We Were Children Once
PartI
Author's Notes: I'm having lots of fun with this one. I can totally see Genma as a farm kid, you know? After all, not all the ninjas can come from ninja families. There have to be at least a few who just started with a dream and the tuition for the Academy -- and one of them became a Tokubetsu Jounin. Imagine that. Anyway, it's really entertaining to draw out the dynamic between them as kids, since we know nothing about how well they knew each other.
The two boys lay side by side in their field, dragonflies humming by overhead.

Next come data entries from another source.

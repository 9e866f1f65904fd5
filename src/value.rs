//! Decoded field values.

use std::fmt;
use std::time::{Duration, SystemTime, UNIX_EPOCH};

/// Seconds between the Unix epoch and the format epoch, 1989-12-31T00:00:00Z.
pub const EPOCH_OFFSET: u32 = 631_065_600;

/// A timestamp in seconds since the format epoch.
#[derive(Debug, Clone, Copy, PartialEq, Eq, PartialOrd, Ord, Hash)]
pub struct Timestamp(pub u32);

impl Timestamp {
    pub fn seconds(self) -> u32 {
        self.0
    }

    pub fn unix_seconds(self) -> i64 {
        self.0 as i64 + EPOCH_OFFSET as i64
    }

    /// Convert a Unix timestamp, if it is representable.
    pub fn from_unix_seconds(seconds: i64) -> Option<Self> {
        seconds
            .checked_sub(EPOCH_OFFSET as i64)
            .and_then(|s| u32::try_from(s).ok())
            .map(Self)
    }

    pub fn to_system_time(self) -> SystemTime {
        UNIX_EPOCH + Duration::from_secs(self.unix_seconds() as u64)
    }
}

/// A raw enumerated value, with its name if the catalog knows it.
#[derive(Debug, Clone, Copy, PartialEq, Eq)]
pub struct EnumValue {
    pub raw: u64,
    pub name: Option<&'static str>,
}

/// A physical field value.
///
/// Absent values (every element set to its base type's invalid pattern) are
/// represented by `None` wherever a value is returned.
#[derive(Debug, Clone, PartialEq)]
pub enum Value {
    UInt(u64),
    SInt(i64),
    /// A scaled value, or an element of a float base type.
    Float(f64),
    Bool(bool),
    String(String),
    /// Raw bytes, for byte arrays and fields without a known layout.
    Bytes(Vec<u8>),
    Timestamp(Timestamp),
    /// Degrees, converted from semicircles.
    Coordinate(f64),
    Enum(EnumValue),
    /// Elements of an array field; invalid elements are `None`.
    Array(Vec<Option<Value>>),
}

impl Value {
    /// The value as a float, for numeric values.
    pub fn as_f64(&self) -> Option<f64> {
        match *self {
            Self::UInt(v) => Some(v as f64),
            Self::SInt(v) => Some(v as f64),
            Self::Float(v) | Self::Coordinate(v) => Some(v),
            Self::Timestamp(t) => Some(t.0 as f64),
            Self::Enum(e) => Some(e.raw as f64),
            Self::Bool(b) => Some(b as u8 as f64),
            _ => None,
        }
    }

    /// The value as an unsigned integer, for integral values.
    pub fn as_u64(&self) -> Option<u64> {
        match *self {
            Self::UInt(v) => Some(v),
            Self::SInt(v) => u64::try_from(v).ok(),
            Self::Timestamp(t) => Some(t.0 as u64),
            Self::Enum(e) => Some(e.raw),
            Self::Bool(b) => Some(b as u64),
            _ => None,
        }
    }

    /// The value as a signed integer, for integral values.
    pub fn as_i64(&self) -> Option<i64> {
        match *self {
            Self::SInt(v) => Some(v),
            _ => self.as_u64().and_then(|v| i64::try_from(v).ok()),
        }
    }

    pub fn as_str(&self) -> Option<&str> {
        match self {
            Self::String(s) => Some(s),
            Self::Enum(EnumValue { name, .. }) => *name,
            _ => None,
        }
    }

    pub fn as_array(&self) -> Option<&[Option<Value>]> {
        match self {
            Self::Array(a) => Some(a),
            _ => None,
        }
    }
}

impl fmt::Display for Value {
    fn fmt(&self, f: &mut fmt::Formatter<'_>) -> fmt::Result {
        match self {
            Self::UInt(v) => write!(f, "{v}"),
            Self::SInt(v) => write!(f, "{v}"),
            Self::Float(v) | Self::Coordinate(v) => write!(f, "{v}"),
            Self::Bool(v) => write!(f, "{v}"),
            Self::String(s) => write!(f, "{s:?}"),
            Self::Bytes(b) => {
                for byte in b {
                    write!(f, "{byte:02x}")?;
                }
                Ok(())
            }
            Self::Timestamp(t) => write!(f, "@{}", t.0),
            Self::Enum(EnumValue {
                name: Some(name), ..
            }) => f.write_str(name),
            Self::Enum(EnumValue { raw, .. }) => write!(f, "{raw}"),
            Self::Array(a) => {
                f.write_str("[")?;
                for (i, v) in a.iter().enumerate() {
                    if i > 0 {
                        f.write_str(", ")?;
                    }
                    match v {
                        Some(v) => write!(f, "{v}")?,
                        None => f.write_str("-")?,
                    }
                }
                f.write_str("]")
            }
        }
    }
}

macro_rules! from_primitive {
    ($variant:ident: $($t:ty),*) => {
        $(impl From<$t> for Value {
            fn from(v: $t) -> Self {
                Self::$variant(v.into())
            }
        })*
    };
}

from_primitive!(UInt: u8, u16, u32, u64);
from_primitive!(SInt: i8, i16, i32, i64);
from_primitive!(Float: f32, f64);
from_primitive!(Bool: bool);
from_primitive!(String: &str, String);
from_primitive!(Timestamp: Timestamp);
from_primitive!(Enum: EnumValue);

/// Conversion from a decoded value into a plain Rust type.
///
/// Used by derived [`FromRecord`](crate::avec::FromRecord) implementations.
pub trait FromValue: Sized {
    /// Convert, returning `None` if the value has an incompatible type or
    /// lies outside the target's range.
    fn from_value(value: &Value) -> Option<Self>;
}

macro_rules! from_value_int {
    ($($t:ty),*) => {
        $(impl FromValue for $t {
            fn from_value(value: &Value) -> Option<Self> {
                match value {
                    Value::SInt(v) => Self::try_from(*v).ok(),
                    v => v.as_u64().and_then(|v| Self::try_from(v).ok()),
                }
            }
        })*
    };
}

from_value_int!(u8, u16, u32, u64, i8, i16, i32, i64);

impl FromValue for f64 {
    fn from_value(value: &Value) -> Option<Self> {
        value.as_f64()
    }
}

impl FromValue for f32 {
    fn from_value(value: &Value) -> Option<Self> {
        value.as_f64().map(|v| v as f32)
    }
}

impl FromValue for bool {
    fn from_value(value: &Value) -> Option<Self> {
        match value {
            Value::Bool(b) => Some(*b),
            v => v.as_u64().map(|v| v != 0),
        }
    }
}

impl FromValue for String {
    fn from_value(value: &Value) -> Option<Self> {
        value.as_str().map(str::to_owned)
    }
}

impl FromValue for Timestamp {
    fn from_value(value: &Value) -> Option<Self> {
        match value {
            Value::Timestamp(t) => Some(*t),
            Value::UInt(v) => u32::try_from(*v).ok().map(Timestamp),
            _ => None,
        }
    }
}

impl FromValue for EnumValue {
    fn from_value(value: &Value) -> Option<Self> {
        match value {
            Value::Enum(e) => Some(*e),
            Value::UInt(raw) => Some(EnumValue {
                raw: *raw,
                name: None,
            }),
            _ => None,
        }
    }
}

impl FromValue for Value {
    fn from_value(value: &Value) -> Option<Self> {
        Some(value.clone())
    }
}

/// Collects the valid elements of an array, the bytes of a byte field, or a
/// lone value.
impl<T: FromValue> FromValue for Vec<T> {
    fn from_value(value: &Value) -> Option<Self> {
        match value {
            Value::Array(a) => Some(a.iter().flatten().filter_map(T::from_value).collect()),
            Value::Bytes(b) => Some(
                b.iter()
                    .filter_map(|b| T::from_value(&Value::UInt(*b as u64)))
                    .collect(),
            ),
            v => T::from_value(v).map(|v| vec![v]),
        }
    }
}

#[cfg(test)]
mod tests {
    use super::*;

    #[test]
    fn timestamp_epoch() {
        let t = Timestamp(0);
        assert_eq!(t.unix_seconds(), 631_065_600);
        assert_eq!(Timestamp::from_unix_seconds(631_065_610), Some(Timestamp(10)));
        assert_eq!(Timestamp::from_unix_seconds(0), None);
        assert_eq!(Timestamp::from_unix_seconds(i64::MIN), None);
        assert_eq!(Timestamp::from_unix_seconds(i64::MAX), None);
    }

    #[test]
    fn integer_conversion_checks_range() {
        assert_eq!(u8::from_value(&Value::UInt(255)), Some(255));
        assert_eq!(u8::from_value(&Value::UInt(256)), None);
        assert_eq!(i8::from_value(&Value::SInt(-3)), Some(-3));
        assert_eq!(u32::from_value(&Value::Timestamp(Timestamp(7))), Some(7));
        assert_eq!(u8::from_value(&Value::Float(1.5)), None);
    }

    #[test]
    fn vectors_collect_valid_elements() {
        let value = Value::Array(vec![Some(Value::UInt(1)), None, Some(Value::UInt(3))]);
        assert_eq!(Vec::<u16>::from_value(&value), Some(vec![1, 3]));
        assert_eq!(
            Vec::<u8>::from_value(&Value::Bytes(vec![9, 8])),
            Some(vec![9, 8])
        );
    }

    #[test]
    fn display() {
        let value = Value::Array(vec![Some(Value::Float(1.5)), None]);
        assert_eq!(value.to_string(), "[1.5, -]");
        let value = Value::Enum(EnumValue {
            raw: 4,
            name: Some("rem"),
        });
        assert_eq!(value.to_string(), "rem");
    }
}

"It's their mating season, look," Hayate pointed out in his soft, raspy little voice. Sure enough, Genma saw a pair of insects buzz past, intertwined at the end.
"Yeah. Creepy."
With a lazy minimum of motion, he raised the stick in his hand and swiped at the passing pair. His companion gently snatched the stick from him. "Don't do that."
"What? It don't bother 'em none."
"It doesn't bother them any." One of Hayate's noble crusades in life was to repair the battered grammar his farm-reared friend used. But only sometimes.
"Sure." Genma flicked the end of his nose contemplatively, grinding down the end of a piece of wheat between his teeth. The sun glinted in his eyes, and he raised a hand to blot it out. Except for a few stealthy rays that crept around his fingers and fanned the black outline of his hand, he was mostly successful.
Between pouted lips, Hayate sighed. "Father took me to meet that girl I told you about last week."
Genma glanced over, just his eyes moving. "Oh, yeah?"
"Mm-hm. Yugao-chan."
"She cute?"
"I guess so." Hayate furrowed his brow. "Anyway, I don't know if I want to get married yet. I haven't even graduated from the Academy."
"The Academy? Ha!" barked Genma. "You ain't even turned ten," he reminded scornfully. He himself was a much-elevated eleven-and-a-half.
"Anyway...the point is, I think it's a little weird that I'm engaged to someone I just met." He rolled over onto his side, watching Genma's dirt-smudged face settle back into the quiet of the moment. "I'd rather just lie out in this field all day with you, just like this. Just talking. It's...nice. You know?"
The unwavering solemnity in his tiny little kitten-voice made Genma lapse into a silence of half-amusement, half-consideration. "Yeah, I know."
"I'm not even sure I want to be a ninja. It's just that my father and mother are, so I am, too."
"See, that's your problem." Languidly, Genma rolled over until he, too, faced his friend straight on. "Me, I ain't gonna be like my old man and just work the land all day. I wanna be a ninja, so I'm gonna. All he's got is dust and a bad back. I see it, and I don't want none of it, so I'm goin' to the Academy." He spit out the wheat stem, mutilated and wet. It landed in the grassby Hayate, whoedged discreetly away from it. "Point is, Hayate, do what you want. Not what your folks want. Get it?"
Hayate flinched back as Genma thrust out a hand to ruffle his hair. "I don't not want to be a ninja. I'm just not sure."
"Well, stick with it. 'Cause everyone else in our class hates me."
"Sure," agreed Hayate, smiling slightly.